I'm using this workflow for a minimum spanning tree clusterer for my
current PR on evidence accumulation clustering (see
https://github.com/scikit-learn/scikit-learn/pull/1830 )
My understanding is that the output of minimum_spanning_tree (recently
backported to sklearn) should plug directly into cs_graph_components.
The code for the fit function is this:
#imports
from ..utils.mst import minimum_spanning_tree
from ..utils._csgraph import cs_graph_components
<snipped>
def fit(X):
self.span_tree = minimum_spanning_tree(X)

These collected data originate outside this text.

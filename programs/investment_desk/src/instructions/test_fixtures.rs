/**
 * Account fixtures for instruction-level unit tests
 *
 * Made by LabsX402 for Solana
 * https://x.com/LabsX402
 */

use anchor_lang::prelude::*;

use crate::state::{
    AccountStatus, FundingSource, Investment, InvestmentPlan, InvestmentStatus, PlatformConfig,
    Profile, Role,
};

pub(crate) fn config(referral_bonus_bps: u16) -> PlatformConfig {
    PlatformConfig {
        admin: Pubkey::new_unique(),
        mint: Pubkey::new_unique(),
        treasury_vault: Pubkey::new_unique(),
        referral_bonus_bps,
        plan_count: 0,
        payment_method_count: 0,
        total_active_principal: 0,
        total_paid_out: 0,
        is_paused: false,
        vault_bump: 255,
        bump: 254,
        reserved: [0; 64],
    }
}

pub(crate) fn profile(referred_by: Option<Pubkey>) -> Profile {
    Profile {
        owner: Pubkey::new_unique(),
        full_name: "Grace Hopper".to_string(),
        username: "grace".to_string(),
        role: Role::User,
        status: AccountStatus::Active,
        available_balance: 0,
        referral_bonus: 0,
        referred_by,
        referral_count: 0,
        investment_count: 0,
        withdrawal_count: 0,
        created_at: 0,
        bump: 255,
        reserved: [0; 32],
    }
}

/// 500..=5_000 at 2%/day for 10 days
pub(crate) fn plan() -> InvestmentPlan {
    InvestmentPlan {
        id: 0,
        name: "Starter".to_string(),
        description: String::new(),
        min_amount: 500,
        max_amount: 5_000,
        daily_rate_bps: 200,
        duration_days: 10,
        is_active: true,
        created_at: 0,
        bump: 255,
    }
}

/// Uninitialized record, as `init` hands it to a handler
pub(crate) fn blank_investment() -> Investment {
    Investment {
        index: 0,
        owner: Pubkey::default(),
        plan: Pubkey::default(),
        amount: 0,
        bonus: 0,
        status: InvestmentStatus::Pending,
        funding: FundingSource::Balance,
        daily_rate_bps: 0,
        duration_days: 0,
        created_at: 0,
        start_date: 0,
        end_date: 0,
        payment_method: String::new(),
        proof_reference: String::new(),
        reinvested_from: None,
        bump: 0,
        reserved: [0; 32],
    }
}

pub(crate) fn error_name(err: anchor_lang::error::Error) -> String {
    match err {
        anchor_lang::error::Error::AnchorError(e) => e.error_name,
        anchor_lang::error::Error::ProgramError(e) => e.program_error.to_string(),
    }
}
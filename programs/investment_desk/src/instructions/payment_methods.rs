/**
 * Payment Method Instructions
 *
 * Made by LabsX402 for Solana
 * https://x.com/LabsX402
 */

use anchor_lang::prelude::*;

use crate::{
    state::{PaymentMethod, PaymentMethodParams, PlatformConfig, Profile},
    DeskError,
    PaymentMethodChanged,
    PAYMENT_METHOD_SEED,
    PLATFORM_SEED,
    PROFILE_SEED,
};

// =============================================================================
// ADD PAYMENT METHOD
// =============================================================================

#[derive(Accounts)]
pub struct AddPaymentMethod<'info> {
    #[account(mut)]
    pub admin: Signer<'info>,

    #[account(
        seeds = [PROFILE_SEED, admin.key().as_ref()],
        bump = admin_profile.bump,
        constraint = admin_profile.is_admin() @ DeskError::Unauthorized,
    )]
    pub admin_profile: Account<'info, Profile>,

    #[account(
        mut,
        seeds = [PLATFORM_SEED],
        bump = config.bump,
    )]
    pub config: Account<'info, PlatformConfig>,

    #[account(
        init,
        payer = admin,
        space = PaymentMethod::LEN,
        seeds = [PAYMENT_METHOD_SEED, config.payment_method_count.to_le_bytes().as_ref()],
        bump,
    )]
    pub payment_method: Account<'info, PaymentMethod>,

    pub system_program: Program<'info, System>,
}

pub fn add_handler(ctx: Context<AddPaymentMethod>, params: PaymentMethodParams) -> Result<()> {
    let key = ctx.accounts.payment_method.key();
    let id = ctx.accounts.config.next_payment_method_id()?;

    let method = &mut ctx.accounts.payment_method;
    method.apply(params)?;
    method.id = id;
    method.enabled = true;
    method.bump = ctx.bumps.payment_method;

    emit_changed(key, method, false);

    msg!("Payment method #{} added: {}", id, method.label());

    Ok(())
}

// =============================================================================
// UPDATE / TOGGLE
// =============================================================================

#[derive(Accounts)]
pub struct UpdatePaymentMethod<'info> {
    pub admin: Signer<'info>,

    #[account(
        seeds = [PROFILE_SEED, admin.key().as_ref()],
        bump = admin_profile.bump,
        constraint = admin_profile.is_admin() @ DeskError::Unauthorized,
    )]
    pub admin_profile: Account<'info, Profile>,

    #[account(
        mut,
        seeds = [PAYMENT_METHOD_SEED, payment_method.id.to_le_bytes().as_ref()],
        bump = payment_method.bump,
    )]
    pub payment_method: Account<'info, PaymentMethod>,
}

pub fn update_handler(ctx: Context<UpdatePaymentMethod>, params: PaymentMethodParams) -> Result<()> {
    let key = ctx.accounts.payment_method.key();
    let method = &mut ctx.accounts.payment_method;
    method.apply(params)?;

    emit_changed(key, method, false);

    Ok(())
}

pub fn set_enabled_handler(ctx: Context<UpdatePaymentMethod>, enabled: bool) -> Result<()> {
    let key = ctx.accounts.payment_method.key();
    let method = &mut ctx.accounts.payment_method;
    method.enabled = enabled;

    emit_changed(key, method, false);

    Ok(())
}

// =============================================================================
// REMOVE
// =============================================================================

#[derive(Accounts)]
pub struct RemovePaymentMethod<'info> {
    #[account(mut)]
    pub admin: Signer<'info>,

    #[account(
        seeds = [PROFILE_SEED, admin.key().as_ref()],
        bump = admin_profile.bump,
        constraint = admin_profile.is_admin() @ DeskError::Unauthorized,
    )]
    pub admin_profile: Account<'info, Profile>,

    #[account(
        mut,
        seeds = [PAYMENT_METHOD_SEED, payment_method.id.to_le_bytes().as_ref()],
        bump = payment_method.bump,
        close = admin,
    )]
    pub payment_method: Account<'info, PaymentMethod>,
}

pub fn remove_handler(ctx: Context<RemovePaymentMethod>) -> Result<()> {
    let key = ctx.accounts.payment_method.key();
    let method = &ctx.accounts.payment_method;

    emit_changed(key, method, true);

    msg!("Payment method #{} removed", method.id);

    Ok(())
}

fn emit_changed(key: Pubkey, method: &PaymentMethod, removed: bool) {
    emit!(PaymentMethodChanged {
        payment_method: key,
        id: method.id,
        label: method.label(),
        enabled: method.enabled && !removed,
        removed,
    });
}
/**
 * Withdrawal Instructions
 *
 * Users request payouts of available balance; the amount is debited at
 * request time. Admins settle requests from the treasury vault or reject
 * them, which restores the balance.
 *
 * Made by LabsX402 for Solana
 * https://x.com/LabsX402
 */

use anchor_lang::prelude::*;
use anchor_spl::{
    associated_token::AssociatedToken,
    token_interface::{transfer_checked, Mint, TokenAccount, TokenInterface, TransferChecked},
};

use crate::{
    state::{PlatformConfig, Profile, Withdrawal},
    DeskError,
    WithdrawalApproved,
    WithdrawalRejected,
    WithdrawalRequested,
    PLATFORM_SEED,
    PROFILE_SEED,
    WITHDRAWAL_SEED,
};

// =============================================================================
// REQUEST WITHDRAWAL
// =============================================================================

#[derive(Accounts)]
pub struct RequestWithdrawal<'info> {
    #[account(mut)]
    pub owner: Signer<'info>,

    #[account(
        seeds = [PLATFORM_SEED],
        bump = config.bump,
    )]
    pub config: Account<'info, PlatformConfig>,

    #[account(
        mut,
        seeds = [PROFILE_SEED, owner.key().as_ref()],
        bump = profile.bump,
        has_one = owner @ DeskError::Unauthorized,
    )]
    pub profile: Account<'info, Profile>,

    #[account(
        init,
        payer = owner,
        space = Withdrawal::LEN,
        seeds = [
            WITHDRAWAL_SEED,
            owner.key().as_ref(),
            profile.withdrawal_count.to_le_bytes().as_ref(),
        ],
        bump,
    )]
    pub withdrawal: Account<'info, Withdrawal>,

    pub system_program: Program<'info, System>,
}

pub fn request_handler(
    ctx: Context<RequestWithdrawal>,
    amount: u64,
    wallet_address: Pubkey,
) -> Result<()> {
    require_keys_neq!(wallet_address, Pubkey::default(), DeskError::InvalidDestination);

    let bump = ctx.bumps.withdrawal;
    let accounts = ctx.accounts;
    open_withdrawal(
        &accounts.config,
        &mut accounts.profile,
        &mut accounts.withdrawal,
        amount,
        wallet_address,
        bump,
    )
}

// =============================================================================
// CREATE WITHDRAWAL (to the owner's associated token account)
// =============================================================================

#[derive(Accounts)]
pub struct CreateWithdrawal<'info> {
    #[account(mut)]
    pub owner: Signer<'info>,

    #[account(
        seeds = [PLATFORM_SEED],
        bump = config.bump,
    )]
    pub config: Account<'info, PlatformConfig>,

    #[account(address = config.mint)]
    pub mint: InterfaceAccount<'info, Mint>,

    #[account(
        mut,
        seeds = [PROFILE_SEED, owner.key().as_ref()],
        bump = profile.bump,
        has_one = owner @ DeskError::Unauthorized,
    )]
    pub profile: Account<'info, Profile>,

    #[account(
        init,
        payer = owner,
        space = Withdrawal::LEN,
        seeds = [
            WITHDRAWAL_SEED,
            owner.key().as_ref(),
            profile.withdrawal_count.to_le_bytes().as_ref(),
        ],
        bump,
    )]
    pub withdrawal: Account<'info, Withdrawal>,

    #[account(
        associated_token::mint = mint,
        associated_token::authority = owner,
        associated_token::token_program = token_program,
    )]
    pub destination: InterfaceAccount<'info, TokenAccount>,

    pub associated_token_program: Program<'info, AssociatedToken>,
    pub token_program: Interface<'info, TokenInterface>,
    pub system_program: Program<'info, System>,
}

pub fn create_handler(ctx: Context<CreateWithdrawal>, amount: u64) -> Result<()> {
    let bump = ctx.bumps.withdrawal;
    let accounts = ctx.accounts;
    let wallet_address = accounts.destination.key();
    open_withdrawal(
        &accounts.config,
        &mut accounts.profile,
        &mut accounts.withdrawal,
        amount,
        wallet_address,
        bump,
    )
}

/// Debit the owner and record a Pending withdrawal
fn open_withdrawal<'info>(
    config: &Account<'info, PlatformConfig>,
    profile: &mut Account<'info, Profile>,
    withdrawal: &mut Account<'info, Withdrawal>,
    amount: u64,
    wallet_address: Pubkey,
    bump: u8,
) -> Result<()> {
    let clock = Clock::get()?;

    config.ensure_open()?;
    profile.ensure_active()?;
    require!(amount > 0, DeskError::InvalidAmount);

    profile.debit(amount)?;
    let index = profile.next_withdrawal_index()?;
    withdrawal.open(index, profile.owner, amount, wallet_address, clock.unix_timestamp, bump)?;

    emit!(WithdrawalRequested {
        withdrawal: withdrawal.key(),
        owner: profile.owner,
        amount,
        wallet_address,
    });

    msg!(
        "Withdrawal #{} of {} requested to {} (balance left: {})",
        index,
        amount,
        wallet_address,
        profile.available_balance
    );

    Ok(())
}

// =============================================================================
// APPROVE WITHDRAWAL (admin)
// =============================================================================

#[derive(Accounts)]
pub struct ApproveWithdrawal<'info> {
    pub admin: Signer<'info>,

    #[account(
        seeds = [PROFILE_SEED, admin.key().as_ref()],
        bump = admin_profile.bump,
        constraint = admin_profile.is_admin() @ DeskError::Unauthorized,
    )]
    pub admin_profile: Account<'info, Profile>,

    #[account(
        mut,
        seeds = [PLATFORM_SEED],
        bump = config.bump,
    )]
    pub config: Account<'info, PlatformConfig>,

    #[account(
        mut,
        seeds = [
            WITHDRAWAL_SEED,
            withdrawal.owner.as_ref(),
            withdrawal.index.to_le_bytes().as_ref(),
        ],
        bump = withdrawal.bump,
    )]
    pub withdrawal: Account<'info, Withdrawal>,

    #[account(address = config.mint)]
    pub mint: InterfaceAccount<'info, Mint>,

    #[account(
        mut,
        constraint = treasury_vault.key() == config.treasury_vault @ DeskError::InvalidVault,
    )]
    pub treasury_vault: InterfaceAccount<'info, TokenAccount>,

    #[account(
        mut,
        address = withdrawal.wallet_address @ DeskError::InvalidDestination,
        token::mint = mint,
        token::token_program = token_program,
    )]
    pub destination: InterfaceAccount<'info, TokenAccount>,

    pub token_program: Interface<'info, TokenInterface>,
}

pub fn approve_handler(ctx: Context<ApproveWithdrawal>) -> Result<()> {
    let clock = Clock::get()?;
    let withdrawal_key = ctx.accounts.withdrawal.key();

    let amount = ctx.accounts.withdrawal.approve(clock.unix_timestamp)?;

    let config_bump = ctx.accounts.config.bump;
    let signer_seeds: &[&[&[u8]]] = &[&[PLATFORM_SEED, &[config_bump]]];

    transfer_checked(
        CpiContext::new_with_signer(
            ctx.accounts.token_program.to_account_info(),
            TransferChecked {
                from: ctx.accounts.treasury_vault.to_account_info(),
                mint: ctx.accounts.mint.to_account_info(),
                to: ctx.accounts.destination.to_account_info(),
                authority: ctx.accounts.config.to_account_info(),
            },
            signer_seeds,
        ),
        amount,
        ctx.accounts.mint.decimals,
    )?;

    let config = &mut ctx.accounts.config;
    config.total_paid_out = config
        .total_paid_out
        .checked_add(amount)
        .ok_or(DeskError::MathOverflow)?;

    let withdrawal = &ctx.accounts.withdrawal;
    emit!(WithdrawalApproved {
        withdrawal: withdrawal_key,
        owner: withdrawal.owner,
        amount,
        wallet_address: withdrawal.wallet_address,
    });

    msg!("Withdrawal {} paid out: {} to {}", withdrawal_key, amount, withdrawal.wallet_address);

    Ok(())
}

// =============================================================================
// REJECT WITHDRAWAL (admin)
// =============================================================================

#[derive(Accounts)]
pub struct RejectWithdrawal<'info> {
    pub admin: Signer<'info>,

    #[account(
        seeds = [PROFILE_SEED, admin.key().as_ref()],
        bump = admin_profile.bump,
        constraint = admin_profile.is_admin() @ DeskError::Unauthorized,
    )]
    pub admin_profile: Account<'info, Profile>,

    #[account(
        mut,
        seeds = [
            WITHDRAWAL_SEED,
            withdrawal.owner.as_ref(),
            withdrawal.index.to_le_bytes().as_ref(),
        ],
        bump = withdrawal.bump,
    )]
    pub withdrawal: Account<'info, Withdrawal>,

    #[account(
        mut,
        seeds = [PROFILE_SEED, withdrawal.owner.as_ref()],
        bump = user_profile.bump,
    )]
    pub user_profile: Account<'info, Profile>,
}

pub fn reject_handler(ctx: Context<RejectWithdrawal>) -> Result<()> {
    let clock = Clock::get()?;
    let withdrawal_key = ctx.accounts.withdrawal.key();

    let amount = ctx.accounts.withdrawal.reject(clock.unix_timestamp)?;

    let user = &mut ctx.accounts.user_profile;
    user.credit(amount)?;

    emit!(WithdrawalRejected {
        withdrawal: withdrawal_key,
        owner: user.owner,
        amount,
        available_balance: user.available_balance,
    });

    msg!("Withdrawal {} rejected: {} restored", withdrawal_key, amount);

    Ok(())
}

# Remote any link with a distance more than self.threshold
self.span_tree.data[self.span_tree.data < self.threshold] = 0
self.span_tree = self.span_tree.trunc()
# Compute clusters by finding connected subgraphs in self.span_tree
n_components, self.labels_ = cs_graph_components(self.span_tree)
return self
This doesn't give the intended answer when run with this test (matrix is
from
http://docs.scipy.org/doc/scipy/reference/generated/scipy.sparse.csgraph.minimum_spanning_tree.html
):
def simple_test():
# Uses the simple example from the website
X = csr_matrix([[0, 8, 0, 3],
[0, 0, 2, 5],
[0, 0, 0, 6],
[0, 0, 0, 0]])
model = MSTCluster(threshold=3) # Clustering algorithm defined above
labels = model.fit(X).labels_
assert_array_equal(labels, np.array([0,0,1,0]),
"Given={}\nExpected={}".format(labels, np.array([0,0,1,0])))
return labels
Instead, the labels are [ 0 1 -2 -2]
I would expect this to be [0, -2, 0, 0], given that unconnected nodes are
given -2 as a label (I can fix this). Ideally it would be [0, 0, 1, 0]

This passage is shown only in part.